Public Schools in New Hampshire
500 schools · 197 districts · 167,689 students
Largest Schools in New Hampshire
School data sourced from NCES (National Center for Education Statistics) via the Common Core of Data.
Pinkerton Academy
Derry
Nashua High School South
Nashua
Nashua High School North
Nashua
Dover Senior High School
Dover
Concord High School
Concord
Exeter High School
Exeter
Manchester Memorial High School
Manchester
Bedford High School
Bedford
Londonderry Senior High School
Londonderry
Spaulding High School
Rochester
Frequently Asked Questions
New Hampshire has 500 public schools across 197 districts, serving 167,689 students.
The largest school in New Hampshire is Pinkerton Academy with 3,060 students. New Hampshire has 500 public schools overall.
The average proficiency rate is 60%. Proficiency rates measure the percentage of students meeting state standards on standardized assessments, as reported by EDFacts.
All school data comes from the National Center for Education Statistics (NCES) Common Core of Data for enrollment and school characteristics, and EDFacts for proficiency rates and graduation rates.
School data is sourced from NCES enrollment records and EDFacts proficiency and graduation rate assessments.
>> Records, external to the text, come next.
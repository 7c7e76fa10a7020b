// SPDX-FileCopyrightText: 2025 2025 Contributors to the Media eXchange Layer project.
// SPDX-License-Identifier: Apache-2.0

//! Video endpoint behavior.
//!
//! Only uncompressed planar 4:2:0 (I420) frames are accepted. Both the
//! `VIDEOINFOHEADER` and `VIDEOINFOHEADER2` format blocks are understood.
//! Exactly one format is advertised: I420 at the requested frame size.

use std::fmt;

use capture_format::{
    FORMAT_VIDEO_INFO, FORMAT_VIDEO_INFO2, FourCc, Guid, MEDIASUBTYPE_I420, MEDIATYPE_VIDEO,
    MediaType, VideoInfoHeader, VideoInfoHeader2,
    time::{media_time_to_milliseconds, media_time_to_seconds, milliseconds_to_media_time},
    video_info::BitmapInfoHeader,
};
use tracing::{debug, info};

use crate::{
    IngestError, RejectReason, VideoConfig,
    ingest::SampleTimes,
    kind::{MediaKind, copy_payload},
};

/// Marker for the video media kind.
#[derive(Clone, Copy, Debug, Default, PartialEq, Eq)]
pub struct Video;

/// Pixel layout of a [`VideoFrame`].
#[derive(Clone, Copy, Debug, Default, PartialEq, Eq, Hash)]
pub enum PixelFormat {
    /// Planar Y, then U, then V; chroma subsampled 2x2.
    #[default]
    I420,
}

impl PixelFormat {
    pub fn fourcc(self) -> FourCc {
        match self {
            PixelFormat::I420 => FourCc::I420,
        }
    }
}

impl fmt::Display for PixelFormat {
    fn fmt(&self, f: &mut fmt::Formatter<'_>) -> fmt::Result {
        write!(f, "{}", self.fourcc())
    }
}

/// One frame handed to the consumer. `timestamp` is in milliseconds.
#[derive(Clone, Debug, Default, PartialEq, Eq)]
pub struct VideoFrame {
    width: u32,
    height: u32,
    format: PixelFormat,
    timestamp: i64,
    data: Vec<u8>,
}

impl VideoFrame {
    pub fn width(&self) -> u32 {
        self.width
    }

    pub fn height(&self) -> u32 {
        self.height
    }

    pub fn format(&self) -> PixelFormat {
        self.format
    }

    pub fn timestamp(&self) -> i64 {
        self.timestamp
    }

    pub fn buffer(&self) -> &[u8] {
        &self.data
    }

    pub fn buffer_length(&self) -> usize {
        self.data.len()
    }
}

fn bitmap_header(format_type: Guid, block: &[u8]) -> Result<BitmapInfoHeader, RejectReason> {
    if format_type == FORMAT_VIDEO_INFO {
        Ok(VideoInfoHeader::parse(block)?.bmi)
    } else {
        Ok(VideoInfoHeader2::parse(block)?.bmi)
    }
}

impl MediaKind for Video {
    type Config = VideoConfig;
    type Buffer = VideoFrame;

    const CHANNEL_NAME: &'static str = "VideoSink";
    const MAJOR_TYPE: Guid = MEDIATYPE_VIDEO;

    fn check_media_type(media_type: &MediaType) -> Result<VideoConfig, RejectReason> {
        if media_type.major_type != Some(MEDIATYPE_VIDEO) {
            return Err(RejectReason::WrongMajorType {
                expected: "MEDIATYPE_Video",
            });
        }
        let (Some(subtype), Some(format_type)) = (media_type.subtype, media_type.format_type)
        else {
            return Err(RejectReason::MissingSubtypeOrFormatType);
        };
        if format_type != FORMAT_VIDEO_INFO && format_type != FORMAT_VIDEO_INFO2 {
            return Err(RejectReason::UnsupportedFormatType(format_type));
        }
        if media_type.format.is_empty() {
            return Err(RejectReason::MissingFormatBlock);
        }
        if subtype != MEDIASUBTYPE_I420 {
            return Err(RejectReason::UnsupportedSubtype(subtype));
        }

        let bmi = bitmap_header(format_type, &media_type.format)?;
        if bmi.compression != FourCc::I420 {
            return Err(RejectReason::FourCcMismatch {
                expected: FourCc::I420,
                actual: bmi.compression,
            });
        }

        // Width is positive after parsing; a negative height marks a top-down
        // frame and only its magnitude is kept.
        Ok(VideoConfig::new(
            bmi.width.unsigned_abs(),
            bmi.height.unsigned_abs(),
        ))
    }

    fn media_type(index: usize, requested: &VideoConfig) -> Option<MediaType> {
        if index > 0 {
            return None;
        }

        let width = i32::try_from(requested.width).unwrap_or(i32::MAX);
        let height = i32::try_from(requested.height).unwrap_or(i32::MAX);
        let info = VideoInfoHeader {
            bmi: BitmapInfoHeader::i420(width, height),
            ..Default::default()
        };
        info!(
            "advertising video format {}: {}x{} {} ({} bytes)",
            index, width, height, info.bmi.compression, info.bmi.size_image
        );

        Some(
            MediaType::new(MEDIATYPE_VIDEO)
                .with_subtype(MEDIASUBTYPE_I420)
                .with_temporal_compression(false)
                .with_sample_size(info.bmi.size_image)
                .with_format(FORMAT_VIDEO_INFO, info.to_bytes()),
        )
    }

    fn fill_buffer(
        buffer: &mut VideoFrame,
        actual: &VideoConfig,
        times: SampleTimes,
        payload: &[u8],
    ) -> Result<(), IngestError> {
        copy_payload(&mut buffer.data, payload)?;
        buffer.width = actual.width;
        buffer.height = actual.height;
        buffer.format = PixelFormat::I420;
        buffer.timestamp = media_time_to_milliseconds(times.start);
        Ok(())
    }

    fn log_buffer(frame: &VideoFrame) {
        debug!(
            "video frame: {}x{} {} timestamp={}ms ({:.3}s) size={}",
            frame.width,
            frame.height,
            frame.format,
            frame.timestamp,
            media_time_to_seconds(milliseconds_to_media_time(frame.timestamp)),
            frame.data.len()
        );
    }
}

#[cfg(test)]
mod tests {
    use super::*;

    fn i420_proposal(width: i32, height: i32) -> MediaType {
        let info = VideoInfoHeader {
            bmi: BitmapInfoHeader::i420(width, height),
            ..Default::default()
        };
        MediaType::new(MEDIATYPE_VIDEO)
            .with_subtype(MEDIASUBTYPE_I420)
            .with_format(FORMAT_VIDEO_INFO, info.to_bytes())
    }

    #[test]
    fn advertised_format_is_accepted_back() {
        let requested = VideoConfig::new(640, 480);
        let advertised = Video::media_type(0, &requested).unwrap();
        assert_eq!(Video::check_media_type(&advertised), Ok(requested));
    }

    #[test]
    fn compression_must_match_subtype() {
        let mut info = VideoInfoHeader {
            bmi: BitmapInfoHeader::i420(320, 240),
            ..Default::default()
        };
        info.bmi.compression = FourCc::from_bytes(*b"YUY2");
        let media_type = MediaType::new(MEDIATYPE_VIDEO)
            .with_subtype(MEDIASUBTYPE_I420)
            .with_format(FORMAT_VIDEO_INFO, info.to_bytes());
        assert_eq!(
            Video::check_media_type(&media_type),
            Err(RejectReason::FourCcMismatch {
                expected: FourCc::I420,
                actual: FourCc::from_bytes(*b"YUY2"),
            })
        );
    }

    #[test]
    fn subtype_is_checked_before_the_block_is_parsed() {
        let yuy2 = FourCc::from_bytes(*b"YUY2").subtype();
        let media_type = MediaType::new(MEDIATYPE_VIDEO)
            .with_subtype(yuy2)
            .with_format(FORMAT_VIDEO_INFO, vec![0; 12]);
        let reason = Video::check_media_type(&media_type).unwrap_err();
        assert_eq!(reason, RejectReason::UnsupportedSubtype(yuy2));
        assert!(!reason.is_malformed());
    }

    #[test]
    fn temporal_compression_flag_is_not_checked() {
        let media_type = i420_proposal(16, 16).with_temporal_compression(true);
        assert!(Video::check_media_type(&media_type).is_ok());
    }

    #[test]
    fn frame_ignores_end_time() {
        let mut frame = VideoFrame::default();
        let config = VideoConfig::new(2, 2);
        Video::fill_buffer(&mut frame, &config, SampleTimes::new(333_333, 666_666), &[0; 6])
            .unwrap();
        assert_eq!(frame.timestamp(), 33);
        assert_eq!(frame.format(), PixelFormat::I420);
        assert_eq!((frame.width(), frame.height()), (2, 2));
    }
}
No synthetic scores are used.
this entity is one of the data points covered by this site’s U.S. K-12 school outcomes and enrollment dataset. The detail above comes directly from NCES Common Core of Data and EDFacts; the context that follows situates the headline numbers against the broader distribution across U.S. public schools and districts.
The methodology behind every numeric value on this page is publicly documented on the NCES Common Core of Data and EDFacts portal and described in detail on this site’s methodology page. Refresh cadence varies by underlying series; the page surfaces the as-of date for each number so readers can trace any figure back to the source release.
For readers using this page as a decision input, the related-entity pages elsewhere on the site provide the comparison set. The most useful comparison for this entity is typically a peer within U.S. public schools and districts with similar size, similar exposure, or similar geography — not the national-level summary alone.